Although the per capita availability of water in India is about 1869 cubic meters as in 1997 against the benchmark value of 1000 cu m signifying ‘water-starved’ condition, there is wide disparity in basin-wise water availability due to uneven rainfall and varying population density in the country. The availability is as high as 14057 cu m per capita in Brahmaputra/Barak Basin and as low as 307 cu m in Sabarmati basin. Many other basins like Mahi, Tapi, Pennar are already water stressed.
India is a vast country with very deep historical roots and strong cultural traditions. These are reflected in our social fabric and institutions of community life. We have retained the spirit and essence of these traditions and have remained attached to our roots in spite of social movements of varied nature through the millennia. Some of our traditions, evolved and developed by our ancestors thousands of years ago have played important roles in different spheres of our life. One of the most important among these is the tradition of collecting, storing and preserving water for various uses.
The tradition probably started at the dawn of civilization with small human settlements coming up on the banks of rivers and streams. When, due to vagaries of nature, rivers and streams dried up or the flow in them dwindled, they moved away to look for more reliable sources of water. In due course of time, large settlements came up along the banks of perennial rivers that provided plentiful water. As the population increased, settlements developed into towns and cities and agriculture expanded.
The Satavahanas (1st Century B.C. to 2nd Century A.D.) introduced brick and ring wells for extraction of water. Lake and well irrigation techniques were developed on a large scale during the time of Pandya, Chera and Chola dynasties in south India (1 st–3 rd Century A.D) and large dams were built across Cauvery and Vaigai rivers. A number of Irrigation tanks were constructed by developing large natural depressions. Water resources development on a large scale took place during the Gupta Era (300-500 A.D.). In the south, the Pallavas expanded the irrigation systems in the 7 th Century A.D. The famous Cauvery Anicut was built during this period. Large-scale construction of tanks (Tataka) for harvesting rainwater was also done during this period in Tamil Nadu.

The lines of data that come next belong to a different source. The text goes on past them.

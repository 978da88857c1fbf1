//! Stateless terminal rendering.

use super::layout::{BoardLayout, ScreenLayout};
use crate::TITLE;
use crate::config::{MorpionConfig, Rgb};
use crate::controller::Controller;
use morpion_rules::{Player, Position, Square};
use ratatui::{
    Frame,
    layout::{Alignment, Rect},
    style::{Color, Modifier, Style},
    text::Line,
    widgets::{Block, Borders, Paragraph},
};

fn color(rgb: Rgb) -> Color {
    Color::Rgb(rgb.r(), rgb.g(), rgb.b())
}

/// Draws the whole screen.
pub fn draw(frame: &mut Frame, controller: &Controller, cursor: Position, config: &MorpionConfig) {
    let screen = ScreenLayout::new(frame.area());
    let colors = config.colors();

    let title = Paragraph::new(TITLE)
        .style(Style::default().add_modifier(Modifier::BOLD))
        .alignment(Alignment::Center);
    frame.render_widget(title, screen.title);

    draw_board(frame, &screen.board, controller, cursor, config);

    let status = Paragraph::new(controller.status_line())
        .style(Style::default().fg(color(*colors.text())))
        .alignment(Alignment::Center)
        .block(Block::default().borders(Borders::ALL));
    frame.render_widget(status, screen.status);

    let footer = match controller.banner() {
        Some(banner) => Paragraph::new(banner.message())
            .style(Style::default().fg(color(*colors.highlight())).add_modifier(Modifier::BOLD)),
        None => Paragraph::new("click or arrows+enter / 1-9: play   r: restart   q: quit")
            .style(Style::default().fg(Color::DarkGray)),
    };
    frame.render_widget(footer.alignment(Alignment::Center), screen.footer);
}

fn draw_board(
    frame: &mut Frame,
    layout: &BoardLayout,
    controller: &Controller,
    cursor: Position,
    config: &MorpionConfig,
) {
    let colors = config.colors();
    let area = layout.area();
    let background = Style::default().bg(color(*colors.line()));
    frame.render_widget(Block::default().style(background), area);

    let session = controller.session();
    let winning = session.winning_line();
    let show_cursor = controller.banner().is_none();

    for pos in Position::ALL {
        let (symbol, fg) = match session.board().get(pos) {
            Square::Empty => (' ', color(*colors.background())),
            Square::Occupied(Player::O) => ('O', color(*colors.circle())),
            Square::Occupied(Player::X) => ('X', color(*colors.cross())),
        };

        let bg = if winning.is_some_and(|line| line.contains(&pos)) {
            color(*colors.highlight())
        } else if show_cursor && pos == cursor {
            Color::White
        } else {
            color(*colors.background())
        };

        draw_cell(frame, layout.cell_rect(pos), symbol, Style::default().fg(fg).bg(bg));
    }
}

fn draw_cell(frame: &mut Frame, rect: Rect, symbol: char, style: Style) {
    let mut lines = vec![Line::from(""); rect.height as usize];
    if let Some(middle) = lines.get_mut(rect.height as usize / 2) {
        *middle = Line::from(symbol.to_string());
    }
    let cell = Paragraph::new(lines)
        .style(style.add_modifier(Modifier::BOLD))
        .alignment(Alignment::Center);
    frame.render_widget(cell, rect);
}
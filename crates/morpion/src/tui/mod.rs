//! Terminal frontend: the same game drawn with ratatui, played with the mouse
//! or the keyboard.

mod input;
mod layout;
mod ui;

pub use input::{Input, move_cursor, translate_key, translate_mouse};
pub use layout::{BoardLayout, ScreenLayout};

use crate::config::MorpionConfig;
use crate::controller::{Controller, Flow};
use anyhow::{Context, Result};
use crossterm::{
    event::{self, DisableMouseCapture, EnableMouseCapture, Event, KeyEventKind},
    execute,
    terminal::{EnterAlternateScreen, LeaveAlternateScreen, disable_raw_mode, enable_raw_mode},
};
use morpion_rules::Position;
use ratatui::{Terminal, backend::CrosstermBackend};
use std::io;
use std::time::{Duration, Instant};
use tracing::{debug, error, info, instrument};

/// How long to wait for an event before redrawing.
const POLL_INTERVAL: Duration = Duration::from_millis(50);

/// Raw mode, alternate screen and mouse capture, undone on drop.
struct TerminalGuard;

impl TerminalGuard {
    fn enter() -> Result<Self> {
        enable_raw_mode().context("Failed to enable raw mode")?;
        let guard = TerminalGuard;
        execute!(io::stdout(), EnterAlternateScreen, EnableMouseCapture)
            .context("Failed to enter the alternate screen")?;
        Ok(guard)
    }
}

impl Drop for TerminalGuard {
    fn drop(&mut self) {
        if let Err(err) = disable_raw_mode() {
            error!(error = ?err, "Failed to disable raw mode");
        }
        if let Err(err) = leave_screen(&mut io::stdout()) {
            error!(error = ?err, "Failed to leave the alternate screen");
        }
    }
}

fn leave_screen(out: &mut impl io::Write) -> io::Result<()> {
    execute!(out, LeaveAlternateScreen, DisableMouseCapture)
}

/// Runs the terminal frontend until the players quit.
#[instrument(skip_all)]
pub fn run_tui(controller: Controller, config: MorpionConfig) -> Result<()> {
    info!("Starting terminal frontend");

    let guard = TerminalGuard::enter()?;
    let mut terminal = Terminal::new(CrosstermBackend::new(io::stdout()))?;

    let res = run_loop(&mut terminal, controller, &config);

    drop(guard);
    terminal.show_cursor()?;

    if let Err(err) = &res {
        error!(error = ?err, "Game loop error");
    }
    info!("Terminal frontend closed");
    res
}

fn run_loop(
    terminal: &mut Terminal<CrosstermBackend<io::Stdout>>,
    mut controller: Controller,
    config: &MorpionConfig,
) -> Result<()> {
    let mut cursor = Position::Center;

    loop {
        if controller.tick(Instant::now()) {
            debug!("Banner expired, next round opened");
        }

        let completed = terminal.draw(|f| ui::draw(f, &controller, cursor, config))?;
        let board = ScreenLayout::new(completed.area).board;

        if !event::poll(POLL_INTERVAL)? {
            continue;
        }

        let input = match event::read()? {
            Event::Key(key) if key.kind == KeyEventKind::Press => {
                translate_key(key.code, cursor)
            }
            Event::Mouse(mouse) => translate_mouse(mouse, &board),
            _ => Input::Ignored,
        };

        match input {
            Input::Action(action) => {
                if controller.handle(action, Instant::now()) == Flow::Quit {
                    return Ok(());
                }
            }
            Input::Cursor(pos) => cursor = pos,
            Input::Ignored => {}
        }
    }
}
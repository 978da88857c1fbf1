//! Balanced marks invariant: the opener leads by at most one mark.

use super::super::RoundInProgress;
use super::Invariant;

/// Invariant: The opener has as many marks as the other player, or one more.
pub struct BalancedMarksInvariant;

impl Invariant<RoundInProgress> for BalancedMarksInvariant {
    fn holds(round: &RoundInProgress) -> bool {
        let opener = round.starting_player();
        let lead = round.board().count(opener);
        let trail = round.board().count(opener.opponent());
        lead == trail || lead == trail + 1
    }

    fn description() -> &'static str {
        "Opener has the same number of marks as the other player, or one more"
    }
}
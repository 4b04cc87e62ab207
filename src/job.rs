/// One unit of work moving through the service network.
///
/// A job is created by an external arrival, holds a seat at the processing
/// station, and then either leaves the network or detours through the storage
/// station and rejoins the processing wait line, repeating until the routing
/// test at a processing departure sends it out. Stations hand jobs to each
/// other by value; the record is small enough that copying is the natural
/// transfer.
///
/// At any simulated instant a job is in exactly one of three places: in
/// service at a station, waiting in exactly one station's wait line, or
/// departed from the network.
#[derive(Clone, Copy, Debug, PartialEq)]
pub struct Job {
    /// Monotonically increasing identifier, informational only.
    pub id: u64,
    /// Simulated time the job arrived from outside the network.
    pub arrival_time: f64,
    /// Simulated time the job departed the station it last visited. Anchors
    /// the start of service when the destination station has sat idle.
    pub prev_departure: f64,
    /// The most recent uniform draw consumed for this job's routing decision
    /// at a processing departure, retained until its next visit.
    pub branch_mark: f64,
}

impl Job {
    /// Create a job arriving from outside the network at `arrival_time`.
    pub fn new(id: u64, arrival_time: f64) -> Self {
        Self {
            id,
            arrival_time,
            prev_departure: 0.0,
            branch_mark: 0.0,
        }
    }
}
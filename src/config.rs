//! Simulation parameters and their validation.

use crate::{Error, Result};

/// Number of departures from the network that ends a run unless the caller
/// overrides it.
pub const DEFAULT_COMPLETION_TARGET: u64 = 10_000;

/// The full parameter set for one simulation run.
///
/// Rates and means describe exponential distributions, so each must be a
/// strictly positive finite number; [`SimulationConfig::validate`] enforces
/// this before a run starts.
#[derive(Clone, Copy, Debug, PartialEq)]
pub struct SimulationConfig {
    /// External arrivals per unit of simulated time.
    pub arrival_rate: f64,
    /// Mean service duration at the processing station.
    pub processing_mean_service: f64,
    /// Mean service duration at the storage station.
    pub storage_mean_service: f64,
    /// Number of network departures after which the run stops.
    pub completion_target: u64,
}

impl SimulationConfig {
    /// Describe a run with the default completion target.
    pub fn new(
        arrival_rate: f64,
        processing_mean_service: f64,
        storage_mean_service: f64,
    ) -> Self {
        Self {
            arrival_rate,
            processing_mean_service,
            storage_mean_service,
            completion_target: DEFAULT_COMPLETION_TARGET,
        }
    }

    /// Stop the run after `completion_target` jobs have left the network.
    pub fn with_completion_target(mut self, completion_target: u64) -> Self {
        self.completion_target = completion_target;
        self
    }

    /// Check that every parameter can drive the generators.
    ///
    /// Each rate or mean must be strictly positive and finite, and at least
    /// one completion must be requested, or the run could not terminate.
    pub fn validate(&self) -> Result<()> {
        let positive_finite = [
            ("arrival_rate", self.arrival_rate),
            ("processing_mean_service", self.processing_mean_service),
            ("storage_mean_service", self.storage_mean_service),
        ];
        for (name, value) in positive_finite {
            if !(value.is_finite() && value > 0.0) {
                return Err(Error::InvalidParameter { name, value });
            }
        }
        if self.completion_target == 0 {
            return Err(Error::InvalidParameter {
                name: "completion_target",
                value: 0.0,
            });
        }
        Ok(())
    }
}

The Chola period (985-1205 A.D) witnessed the introduction of advanced irrigation systems, which brought about prosperity in the Deccan region. This included not only anicuts across rivers and streams but also a number of tanks with connecting channels. This new system was more reliable in terms of water availability and provided better flexibility in water distribution. The Rajput dynasty (1000-1200 A.D) promoted irrigation works in Northern India. The 647 sq km Bhopal Lake was built under King Bhoja. In Eastern India, Pal and Sen Kings (760-1100 A.D) built a number of large tanks and lakes in their kingdoms. Rajtarangini of Kalhana gives a detailed account of irrigation systems developed in the 12th Century in Kashmir.
The Medieval period, encouraged the farmers to build their own rainwater harvesting systems and wells. The Western Yamuna Canal built in 1355 to extend irrigation facilities in the dry land tracts of the present-day Haryana and Rajasthan. Emperor Shahjahan built many canals, prominent among them being the Bari Doab or the Hasli Canal. Under the rule of Rangila Muhammad Shah, the Eastern Yamuna Canal was built to irrigate large tracts in Uttar Pradesh.

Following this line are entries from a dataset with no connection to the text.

//! Random variate generation for the simulation.
//!
//! Every delay in the model is an exponential variate produced by inverse
//! transform from a uniform draw on (0, 1). Keeping the uniform stream behind
//! the [`VariateSource`] trait lets tests substitute scripted or constant
//! streams and lets paired experiments share one seeded stream.

use rand::{Rng, SeedableRng};
use rand_pcg::Pcg64;

/// A stream of uniform draws on the open-above interval (0, 1).
///
/// Implementations must never yield `0.0`: the draws feed `ln` and a zero
/// would produce an infinite delay.
pub trait VariateSource {
    /// Produce the next uniform draw in (0, 1).
    fn draw(&mut self) -> f64;
}

/// The default uniform stream, backed by a PCG-64 generator.
///
/// Seeded construction reproduces the identical simulated trajectory on every
/// run, which is how regression tests and replicated experiments are built.
#[derive(Clone, Debug)]
pub struct PcgStream {
    rng: Pcg64,
}

impl PcgStream {
    /// Create a stream that replays the same draws for the same seed.
    pub fn seeded(seed: u64) -> Self {
        Self {
            rng: Pcg64::seed_from_u64(seed),
        }
    }

    /// Create a stream seeded from the operating system's entropy source.
    pub fn from_entropy() -> Self {
        Self {
            rng: Pcg64::from_rng(&mut rand::rng()),
        }
    }
}

impl VariateSource for PcgStream {
    fn draw(&mut self) -> f64 {
        // random::<f64>() samples [0, 1); reject 0 to keep ln finite.
        loop {
            let u = self.rng.random::<f64>();
            if u > 0.0 {
                return u;
            }
        }
    }
}

/// Delay until the next external arrival, for a process with `arrival_rate`
/// arrivals per unit time.
pub fn interarrival_delay(arrival_rate: f64, draw: f64) -> f64 {
    (-1.0 / arrival_rate) * draw.ln()
}

/// Duration of one service, exponentially distributed with mean
/// `mean_service`.
pub fn service_duration(mean_service: f64, draw: f64) -> f64 {
    -mean_service * draw.ln()
}

#[cfg(test)]
mod tests {
    use super::*;

    #[test]
    fn median_draw_yields_ln_two_over_rate() {
        let delay = interarrival_delay(1.0, 0.5);
        assert!((delay - std::f64::consts::LN_2).abs() < 1e-12);

        let halved = interarrival_delay(2.0, 0.5);
        assert!((halved - std::f64::consts::LN_2 / 2.0).abs() < 1e-12);
    }

    #[test]
    fn service_scales_with_mean() {
        let short = service_duration(0.02, 0.5);
        assert!((short - 0.02 * std::f64::consts::LN_2).abs() < 1e-15);

        let long = service_duration(2.0, 0.5);
        assert!(long > short);
    }

    #[test]
    fn same_seed_replays_the_same_draws() {
        let mut a = PcgStream::seeded(17);
        let mut b = PcgStream::seeded(17);
        for _ in 0..100 {
            assert_eq!(a.draw(), b.draw());
        }
    }

    #[test]
    fn draws_stay_inside_the_open_interval() {
        let mut stream = PcgStream::seeded(99);
        for _ in 0..10_000 {
            let u = stream.draw();
            assert!(u > 0.0 && u < 1.0, "draw {u} escaped (0, 1)");
        }
    }
}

The Vijaynagar Kings (1336-1548 A.D.) in the south took keen interest in building large and small storage tanks. Anantraj Sagar tank was built with a 1.37 km long earthen dam across the Maldevi River. The well-known Korangal dam was built under King Krishnadevaraya. The Bahmani rulers (1388-1422 A.D.) introduced canal irrigation for the first time in the eastern provinces of the Deccan. Sultan Zain Uddin (1420-1470 A.D.) introduced extensive network of canals in Utpalpur, Nadashaila, Bijbihara and Advin areas of Kashmir.
Pre – Independence
Agriculture has been the backbone of the Indian economy since time immemorial as bulk of the population in rural areas depended on agriculture for its livelihood. References to irrigation abound in the folklore and ancient literature of the country. The physiographical features of the area largely conditioned the nature of these works. In the arid and semi-arid plains of North India, perennial rivers like Indus and the Ganges easily diverted floods through inundation channels. In the peninsular part, where rivers are not perennial and rainfall is scanty, the practice of trapping storm water in large tanks for agricultural and domestic purposes was popular. In areas where high ground water table permitted lift irrigation, wells were common. The Grand Anicut across Cauvery River still remains by far one of the greatest engineering feats of ancient India. The Viranrayana and Gangaikondacholapuram tanks in Tamil Nadu and Anantaraja Sagar in Andhra Pradesh were constructed in the 10th and 13th centuries. The Western and Eastern Yamuna Canals and Hasli Canal in the Ravi were dug in the 16th and 18th centuries.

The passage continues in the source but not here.